WHAT YOU SHOULD DO -> When the line with "disk, never in" is reached, include it and stop; before that, copy each line of the listing exactly from the first.

◇ ◇ ◇ ◇ ◇ ◇ ◇

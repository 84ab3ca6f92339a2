//! doyaken - phase pipeline orchestrator for AI coding agents
//!
//! doyaken drives markdown task files through a fixed pipeline of phases
//! (expand, triage, plan, implement, test, docs, review, verify), one
//! fresh agent invocation per phase. Progress lives on disk, never in
//! memory: tasks move between lifecycle directories, every phase
//! transition is checkpointed, and claim locks keep concurrent runs off
//! each other's tasks.
//!
//! # Core Concepts
//!
//! - **Fresh context per phase**: every invocation starts a new agent
//!   conversation; continuity comes from the task file and the previous
//!   phase's summary block
//! - **State in files**: queue position, claims, and checkpoints are
//!   plain files under `.doyaken/`, safe across crashes and restarts
//! - **Structured handoff**: each phase ends with a machine-readable
//!   summary the next phase's prompt picks up
//! - **Bounded failure**: retries back off exponentially, rate limits
//!   walk a one-way model downgrade ladder, and aborts leave a work-log
//!   trail in the task file itself
//!
//! # Modules
//!
//! - [`task`] - Task files, IDs, and the lifecycle store
//! - [`lock`] - Claim locks with staleness and pid liveness
//! - [`phase`] - Phase definitions and single-invocation execution
//! - [`retry`] - Retry, backoff, and model fallback policy
//! - [`pipeline`] - State machine walking phases with checkpoints
//! - [`prompts`] - Phase prompt templates and rendering
//! - [`gates`] - Quality gate commands
//! - [`report`] - Progress output
//! - [`config`] - Layered configuration
//! - [`cli`] - Command-line interface

pub mod agent;
pub mod cli;
pub mod config;
pub mod gates;
pub mod lock;
pub mod phase;
pub mod pipeline;
pub mod prompts;
pub mod report;
pub mod retry;
pub mod task;

// Re-export commonly used types
pub use agent::{AgentInvoker, AgentOutput, CommandInvoker};
pub use config::{Config, find_workspace};
pub use lock::{LockError, LockInfo, LockManager, LockRecord};
pub use phase::{PhaseDef, PhaseError, PhaseExecution, PhaseExecutor, PhaseName, PhaseSummary, SummaryStatus};
pub use pipeline::{
    PipelineRun, PipelineRunner, RunOutcome, RunPlan, RunStore, Session, SessionSummary, TaskRunOutcome,
};
pub use prompts::{PromptContext, PromptLoader};
pub use report::{PipelineEvent, Reporter, Verbosity};
pub use retry::{Decision, FatalKind, ModelLadder, RetryController};
pub use task::{Criterion, StoreError, TaskDescriptor, TaskFile, TaskId, TaskOutcome, TaskStatus, TaskStore};
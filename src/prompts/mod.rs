//! Phase prompt templates: override files, embedded defaults, rendering

mod embedded;
mod loader;

pub use loader::{PromptContext, PromptLoader};
use std::process::Command;

fn main() {
    let describe = Command::new("git")
        .args(["describe", "--tags", "--always", "--dirty"])
        .output()
        .ok()
        .filter(|out| out.status.success())
        .and_then(|out| String::from_utf8(out.stdout).ok())
        .map(|s| s.trim().to_string())
        .filter(|s| !s.is_empty())
        .unwrap_or_else(|| env!("CARGO_PKG_VERSION").to_string());

    println!("cargo:rustc-env=GIT_DESCRIBE={}", describe);
    println!("cargo:rerun-if-changed=.git/HEAD");
}
//! Pipeline state machine and run session
//!
//! `PipelineRunner` drives one claimed task through the configured phases:
//! render prompt, invoke the agent, run quality gates, consult the retry
//! controller, checkpoint after every transition. `Session` sits above it
//! and decides which tasks run: recovery first, then the todo queue in
//! priority order, skipping blocked and already-claimed tasks.

use std::path::PathBuf;
use std::sync::Arc;
use std::time::Instant;

use chrono::{SecondsFormat, Utc};
use eyre::Result;
use tokio::sync::watch;
use tracing::{debug, info, warn};

use crate::agent::AgentInvoker;
use crate::config::Config;
use crate::gates::run_phase_gates;
use crate::phase::{PhaseDef, PhaseError, PhaseExecutor, PhaseName};
use crate::prompts::{PromptContext, PromptLoader};
use crate::report::{PipelineEvent, Reporter};
use crate::retry::{Decision, ModelLadder, PhaseAttempts, RetryController};
use crate::task::{StoreError, TaskDescriptor, TaskId, TaskOutcome, TaskStatus, TaskStore};

use super::checkpoint::{PipelineRun, RunOutcome, RunStore};

/// How one task's run ended
#[derive(Debug, Clone, PartialEq, Eq)]
pub enum TaskRunOutcome {
    /// Every phase passed and the task moved to done
    Done,
    /// A phase went fatal; the task moved back to todo
    Aborted { phase: PhaseName, error: String },
    /// Interrupted; the task stays in doing with its lock released
    Cancelled,
}

/// How one phase ended, internal to the runner
enum PhaseVerdict {
    Succeeded {
        attempts: u32,
        duration_ms: u64,
        notes: Option<String>,
    },
    Fatal {
        attempts: u32,
        error: String,
    },
    Cancelled,
}
//! Pipeline state machine
//!
//! A run walks one task through the configured phases, checkpointing after
//! every transition so a crashed or interrupted process resumes where it
//! stopped instead of re-running finished phases.

mod checkpoint;
mod runner;

pub use checkpoint::{CheckpointError, PhaseRecord, PhaseStatus, PipelineRun, RunOutcome, RunStore};
pub use runner::{PipelineRunner, RunPlan, Session, SessionSummary, TaskRunOutcome};
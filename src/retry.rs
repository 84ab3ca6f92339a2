//! Retry and model-fallback control
//!
//! Per attempt the state machine is `Attempting -> {Success, Retryable,
//! Fatal}`. Timeouts, non-zero exits, and failed gates retry with
//! exponential backoff up to the phase's attempt budget. A rate limit
//! downgrades the model one tier and retries; the ladder is one-way and
//! sticky, and hitting the floor is fatal. Malformed output retries once,
//! then is fatal. The pipeline runner drives the loop; this module only
//! decides.
//!
//! Backoff is `min(base * 2^(n-1), cap)` after the n-th failed attempt,
//! plus up to 10% random jitter.

use std::time::Duration;

use rand::Rng;
use thiserror::Error;
use tracing::debug;

use crate::phase::PhaseError;

/// Capped exponential backoff after the n-th failed attempt (1-based)
pub fn backoff_delay(attempt: u32, base: Duration, cap: Duration) -> Duration {
    let factor = 2u128.saturating_pow(attempt.saturating_sub(1));
    let ms = base.as_millis().saturating_mul(factor).min(cap.as_millis());
    Duration::from_millis(ms as u64)
}

/// Add up to 10% random jitter so concurrent instances spread out
pub fn with_jitter(delay: Duration) -> Duration {
    let jitter_max = delay.as_millis() as u64 / 10;
    if jitter_max == 0 {
        return delay;
    }
    delay + Duration::from_millis(rand::rng().random_range(0..=jitter_max))
}

#[derive(Debug, Clone, PartialEq, Eq, Error)]
#[error("no models configured")]
pub struct EmptyLadder;

/// Ordered model tiers, strongest first
///
/// Downgrades move one tier down and never back up; the ladder outlives
/// individual phases so a downgrade early in a run applies to every phase
/// after it.
#[derive(Debug, Clone)]
pub struct ModelLadder {
    tiers: Vec<String>,
    index: usize,
}

impl ModelLadder {
    pub fn new(tiers: Vec<String>) -> Result<Self, EmptyLadder> {
        if tiers.is_empty() {
            return Err(EmptyLadder);
        }
        Ok(Self { tiers, index: 0 })
    }

    /// Ladder positioned at `start`; a model outside the configured tiers
    /// becomes a single-tier ladder (explicit selection wins, no fallback)
    pub fn starting_at(tiers: Vec<String>, start: &str) -> Self {
        match tiers.iter().position(|t| t == start) {
            Some(index) => Self { tiers, index },
            None => Self {
                tiers: vec![start.to_string()],
                index: 0,
            },
        }
    }

    pub fn current(&self) -> &str {
        &self.tiers[self.index]
    }

    pub fn at_floor(&self) -> bool {
        self.index + 1 >= self.tiers.len()
    }

    /// Move one tier down; `None` at the floor
    pub fn downgrade(&mut self) -> Option<&str> {
        if self.at_floor() {
            return None;
        }
        self.index += 1;
        Some(self.current())
    }
}

/// Attempt bookkeeping for one phase
#[derive(Debug)]
pub struct PhaseAttempts {
    max_attempts: u32,
    attempts: u32,
    malformed_seen: bool,
}

impl PhaseAttempts {
    pub fn new(max_attempts: u32) -> Self {
        Self {
            max_attempts: max_attempts.max(1),
            attempts: 0,
            malformed_seen: false,
        }
    }

    /// Record a new attempt and return its 1-based number
    pub fn next_attempt(&mut self) -> u32 {
        self.attempts += 1;
        self.attempts
    }

    pub fn attempts(&self) -> u32 {
        self.attempts
    }

    /// Attempts beyond the first
    pub fn retries(&self) -> u32 {
        self.attempts.saturating_sub(1)
    }

    fn exhausted(&self) -> bool {
        self.attempts >= self.max_attempts
    }
}

/// Why a phase became fatal
#[derive(Debug, Clone, Copy, PartialEq, Eq)]
pub enum FatalKind {
    /// Retry budget spent
    Exhausted,
    /// Rate limited with no weaker tier left
    RateLimitedAtFloor,
    /// Second malformed summary
    MalformedTwice,
    /// Not retryable at all (blocked declaration, spawn failure)
    Unrecoverable,
}

/// What to do after a failed attempt
#[derive(Debug)]
pub enum Decision {
    Retry {
        delay: Duration,
        /// Set when the model was downgraded for the next attempt
        fallback: Option<String>,
    },
    Fatal {
        kind: FatalKind,
    },
}

/// Decides retry, fallback, or fatal for each failed attempt
#[derive(Debug)]
pub struct RetryController {
    backoff_base: Duration,
    backoff_cap: Duration,
    ladder: ModelLadder,
}

impl RetryController {
    pub fn new(backoff_base: Duration, backoff_cap: Duration, ladder: ModelLadder) -> Self {
        Self {
            backoff_base,
            backoff_cap,
            ladder,
        }
    }

    /// Model for the next attempt
    pub fn model(&self) -> &str {
        self.ladder.current()
    }

    pub fn decide(&mut self, state: &mut PhaseAttempts, error: &PhaseError) -> Decision {
        let delay = with_jitter(backoff_delay(state.attempts(), self.backoff_base, self.backoff_cap));

        if error.is_rate_limited() {
            // Ladder-bounded, not budget-bounded: a downgrade retries even
            // with the attempt budget spent
            return match self.ladder.downgrade() {
                Some(next) => {
                    debug!(model = next, "rate limited, downgrading model");
                    Decision::Retry {
                        delay,
                        fallback: Some(next.to_string()),
                    }
                }
                None => {
                    debug!("rate limited at lowest tier");
                    Decision::Fatal {
                        kind: FatalKind::RateLimitedAtFloor,
                    }
                }
            };
        }

        if matches!(error, PhaseError::MalformedOutput(_)) {
            if state.malformed_seen || state.exhausted() {
                return Decision::Fatal {
                    kind: FatalKind::MalformedTwice,
                };
            }
            state.malformed_seen = true;
            return Decision::Retry { delay, fallback: None };
        }

        if error.is_retryable() {
            if state.exhausted() {
                return Decision::Fatal {
                    kind: FatalKind::Exhausted,
                };
            }
            return Decision::Retry { delay, fallback: None };
        }

        Decision::Fatal {
            kind: FatalKind::Unrecoverable,
        }
    }
}

#[cfg(test)]
mod tests {
    use super::*;
    use crate::phase::SummaryError;

    fn secs(n: u64) -> Duration {
        Duration::from_secs(n)
    }

    fn timeout_error() -> PhaseError {
        PhaseError::Timeout(secs(1))
    }

    fn rate_limited() -> PhaseError {
        PhaseError::RateLimited { tail: String::new() }
    }

    fn malformed() -> PhaseError {
        PhaseError::MalformedOutput(SummaryError::MissingEnd)
    }

    fn controller(tiers: &[&str]) -> RetryController {
        let ladder = ModelLadder::new(tiers.iter().map(|s| s.to_string()).collect()).unwrap();
        RetryController::new(secs(1), secs(60), ladder)
    }

    #[test]
    fn test_backoff_doubles_and_caps() {
        assert_eq!(backoff_delay(1, secs(1), secs(60)), secs(1));
        assert_eq!(backoff_delay(2, secs(1), secs(60)), secs(2));
        assert_eq!(backoff_delay(3, secs(1), secs(60)), secs(4));
        assert_eq!(backoff_delay(7, secs(1), secs(60)), secs(60));
        assert_eq!(backoff_delay(30, secs(1), secs(60)), secs(60));
    }

    #[test]
    fn test_jitter_bounds() {
        let base = secs(10);
        for _ in 0..100 {
            let jittered = with_jitter(base);
            assert!(jittered >= base);
            assert!(jittered <= base + secs(1));
        }
    }

    #[test]
    fn test_ladder_downgrade_is_one_way() {
        let mut ladder = ModelLadder::new(vec!["opus".into(), "sonnet".into(), "haiku".into()]).unwrap();
        assert_eq!(ladder.current(), "opus");
        assert_eq!(ladder.downgrade(), Some("sonnet"));
        assert_eq!(ladder.downgrade(), Some("haiku"));
        assert!(ladder.at_floor());
        assert_eq!(ladder.downgrade(), None);
        // Sticky at the floor
        assert_eq!(ladder.current(), "haiku");
    }

    #[test]
    fn test_ladder_rejects_empty() {
        assert_eq!(ModelLadder::new(vec![]).unwrap_err(), EmptyLadder);
    }

    #[test]
    fn test_ladder_starting_at() {
        let tiers = vec!["opus".to_string(), "sonnet".to_string(), "haiku".to_string()];
        let ladder = ModelLadder::starting_at(tiers.clone(), "sonnet");
        assert_eq!(ladder.current(), "sonnet");
        assert!(!ladder.at_floor());

        let single = ModelLadder::starting_at(tiers, "custom-model");
        assert_eq!(single.current(), "custom-model");
        assert!(single.at_floor());
    }

    #[test]
    fn test_timeout_retries_until_exhausted() {
        let mut controller = controller(&["opus"]);
        let mut state = PhaseAttempts::new(3);

        state.next_attempt();
        assert!(matches!(
            controller.decide(&mut state, &timeout_error()),
            Decision::Retry { fallback: None, .. }
        ));

        state.next_attempt();
        assert!(matches!(controller.decide(&mut state, &timeout_error()), Decision::Retry { .. }));

        state.next_attempt();
        assert!(matches!(
            controller.decide(&mut state, &timeout_error()),
            Decision::Fatal {
                kind: FatalKind::Exhausted
            }
        ));
        assert_eq!(state.retries(), 2);
    }

    #[test]
    fn test_retry_delay_grows() {
        let mut controller = controller(&["opus"]);
        let mut state = PhaseAttempts::new(5);

        state.next_attempt();
        let Decision::Retry { delay: first, .. } = controller.decide(&mut state, &timeout_error()) else {
            panic!("expected retry");
        };
        state.next_attempt();
        let Decision::Retry { delay: second, .. } = controller.decide(&mut state, &timeout_error()) else {
            panic!("expected retry");
        };
        // Jitter adds at most 10%, so doubling always dominates
        assert!(second > first);
    }

    #[test]
    fn test_rate_limit_downgrades_then_fatal_at_floor() {
        let mut controller = controller(&["opus", "sonnet"]);
        let mut state = PhaseAttempts::new(3);

        state.next_attempt();
        match controller.decide(&mut state, &rate_limited()) {
            Decision::Retry { fallback: Some(model), .. } => assert_eq!(model, "sonnet"),
            other => panic!("expected downgrade, got {other:?}"),
        }
        assert_eq!(controller.model(), "sonnet");

        state.next_attempt();
        assert!(matches!(
            controller.decide(&mut state, &rate_limited()),
            Decision::Fatal {
                kind: FatalKind::RateLimitedAtFloor
            }
        ));
        // Still at the floor, never upgraded
        assert_eq!(controller.model(), "sonnet");
    }

    #[test]
    fn test_downgrade_survives_across_phases() {
        let mut controller = controller(&["opus", "sonnet"]);

        let mut first_phase = PhaseAttempts::new(3);
        first_phase.next_attempt();
        let _ = controller.decide(&mut first_phase, &rate_limited());
        assert_eq!(controller.model(), "sonnet");

        // A fresh phase keeps the downgraded model
        let second_phase = PhaseAttempts::new(3);
        assert_eq!(controller.model(), "sonnet");
        drop(second_phase);
    }

    #[test]
    fn test_rate_limit_not_budget_bounded() {
        let mut controller = controller(&["opus", "sonnet"]);
        let mut state = PhaseAttempts::new(1);

        state.next_attempt();
        assert!(matches!(
            controller.decide(&mut state, &rate_limited()),
            Decision::Retry { fallback: Some(_), .. }
        ));
    }

    #[test]
    fn test_malformed_retries_once_then_fatal() {
        let mut controller = controller(&["opus"]);
        let mut state = PhaseAttempts::new(5);

        state.next_attempt();
        assert!(matches!(controller.decide(&mut state, &malformed()), Decision::Retry { .. }));

        state.next_attempt();
        assert!(matches!(
            controller.decide(&mut state, &malformed()),
            Decision::Fatal {
                kind: FatalKind::MalformedTwice
            }
        ));
    }

    #[test]
    fn test_blocked_is_unrecoverable() {
        let mut controller = controller(&["opus", "sonnet"]);
        let mut state = PhaseAttempts::new(3);

        state.next_attempt();
        let blocked = PhaseError::Blocked {
            notes: "missing credentials".to_string(),
        };
        assert!(matches!(
            controller.decide(&mut state, &blocked),
            Decision::Fatal {
                kind: FatalKind::Unrecoverable
            }
        ));
    }

    mod properties {
        use super::*;
        use proptest::prelude::*;

        proptest! {
            #[test]
            fn delay_never_exceeds_cap(attempt in 1u32..64, base_ms in 1u64..10_000, cap_ms in 1u64..600_000) {
                let delay = backoff_delay(attempt, Duration::from_millis(base_ms), Duration::from_millis(cap_ms));
                prop_assert!(delay <= Duration::from_millis(cap_ms));
            }

            #[test]
            fn delay_is_monotonic(attempt in 1u32..32) {
                let base = Duration::from_millis(500);
                let cap = Duration::from_secs(60);
                let current = backoff_delay(attempt, base, cap);
                let next = backoff_delay(attempt + 1, base, cap);
                prop_assert!(next >= current);
            }
        }
    }
}
//! Task file content: sections, relations, acceptance criteria, work log
//!
//! A task is a markdown file named `<id>.md` living in one of the lifecycle
//! directories. The header block (everything before the first `## ` heading)
//! may carry `- Blocked-by:` / `- Blocks:` relation lines; the body is split
//! into `## ` sections (Context, Plan, Acceptance Criteria, Work Log, Notes,
//! Links). Acceptance criteria are `- [ ]` / `- [x]` checklist lines.

use tracing::warn;

use super::id::TaskId;

/// One acceptance-criteria checklist entry
#[derive(Debug, Clone, PartialEq, Eq)]
pub struct Criterion {
    pub text: String,
    pub checked: bool,
}

/// Parsed view over a task's markdown content
#[derive(Debug, Clone)]
pub struct TaskFile {
    id: TaskId,
    content: String,
}

impl TaskFile {
    pub fn new(id: TaskId, content: String) -> Self {
        Self { id, content }
    }

    pub fn id(&self) -> &TaskId {
        &self.id
    }

    pub fn content(&self) -> &str {
        &self.content
    }

    /// First `# ` heading, if any
    pub fn title(&self) -> Option<&str> {
        self.content
            .lines()
            .find_map(|line| line.strip_prefix("# "))
            .map(str::trim)
    }

    /// Tasks this one waits on
    pub fn blocked_by(&self) -> Vec<TaskId> {
        self.relation_ids("blocked-by")
    }

    /// Tasks waiting on this one
    pub fn blocks(&self) -> Vec<TaskId> {
        self.relation_ids("blocks")
    }

    fn relation_ids(&self, key: &str) -> Vec<TaskId> {
        let mut ids = Vec::new();
        for line in self.header_lines() {
            let Some(rest) = strip_relation_key(line, key) else {
                continue;
            };
            for raw in rest.split([',', ' ']).filter(|s| !s.is_empty()) {
                match TaskId::parse(raw) {
                    Ok(id) => ids.push(id),
                    Err(e) => warn!(task = %self.id, %e, "ignoring malformed relation entry"),
                }
            }
        }
        ids
    }

    /// Lines before the first `## ` heading
    fn header_lines(&self) -> impl Iterator<Item = &str> {
        self.content.lines().take_while(|line| !line.starts_with("## "))
    }

    /// Content of a named `## ` section, heading matched case-insensitively
    pub fn section(&self, name: &str) -> Option<String> {
        let lines: Vec<&str> = self.content.lines().collect();
        let (start, end) = section_bounds(&lines, name)?;
        Some(lines[start + 1..end].join("\n"))
    }

    pub fn acceptance_criteria(&self) -> Vec<Criterion> {
        let Some(body) = self.section("Acceptance Criteria") else {
            return Vec::new();
        };
        body.lines()
            .filter_map(|line| {
                let line = line.trim_start();
                if let Some(text) = line.strip_prefix("- [ ] ") {
                    Some(Criterion {
                        text: text.trim().to_string(),
                        checked: false,
                    })
                } else {
                    line.strip_prefix("- [x] ")
                        .or_else(|| line.strip_prefix("- [X] "))
                        .map(|text| Criterion {
                            text: text.trim().to_string(),
                            checked: true,
                        })
                }
            })
            .collect()
    }

    /// Unchecked acceptance entries; empty means the task may complete
    pub fn unchecked_criteria(&self) -> Vec<String> {
        self.acceptance_criteria()
            .into_iter()
            .filter(|c| !c.checked)
            .map(|c| c.text)
            .collect()
    }

    /// Append one pre-formatted line to the Work Log section, creating the
    /// section at the end of the file when it is missing
    pub fn append_work_log(&mut self, line: &str) {
        let lines: Vec<&str> = self.content.lines().collect();
        match section_bounds(&lines, "Work Log") {
            Some((_, end)) => {
                // Insert before trailing blank lines so entries stay contiguous
                let mut insert_at = end;
                while insert_at > 0 && lines[insert_at - 1].trim().is_empty() {
                    insert_at -= 1;
                }
                let mut rebuilt: Vec<String> = lines[..insert_at].iter().map(|s| s.to_string()).collect();
                rebuilt.push(line.to_string());
                rebuilt.extend(lines[insert_at..].iter().map(|s| s.to_string()));
                self.content = rebuilt.join("\n");
            }
            None => {
                if !self.content.is_empty() && !self.content.ends_with('\n') {
                    self.content.push('\n');
                }
                self.content.push_str("\n## Work Log\n");
                self.content.push_str(line);
            }
        }
        if !self.content.ends_with('\n') {
            self.content.push('\n');
        }
    }
}

fn strip_relation_key<'a>(line: &'a str, key: &str) -> Option<&'a str> {
    let line = line.trim_start().strip_prefix("- ")?;
    let (head, rest) = line.split_once(':')?;
    if head.trim().eq_ignore_ascii_case(key) {
        Some(rest.trim())
    } else {
        None
    }
}

/// (heading line index, exclusive end index) of a `## ` section
fn section_bounds(lines: &[&str], name: &str) -> Option<(usize, usize)> {
    let start = lines.iter().position(|line| {
        line.strip_prefix("## ")
            .is_some_and(|heading| heading.trim().eq_ignore_ascii_case(name))
    })?;
    let end = lines[start + 1..]
        .iter()
        .position(|line| line.starts_with("## "))
        .map(|offset| start + 1 + offset)
        .unwrap_or(lines.len());
    Some((start, end))
}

◇ ◇ ◇ ◇ ◇ ◇ ◇

OUTPUT BELOW ->
repository 84ab3ca6f92339a2
//! doyaken - phase pipeline orchestrator for AI coding agents
//!
//! doyaken drives markdown task files through a fixed pipeline of phases
//! (expand, triage, plan, implement, test, docs, review, verify), one
//! fresh agent invocation per phase. Progress lives on disk, never in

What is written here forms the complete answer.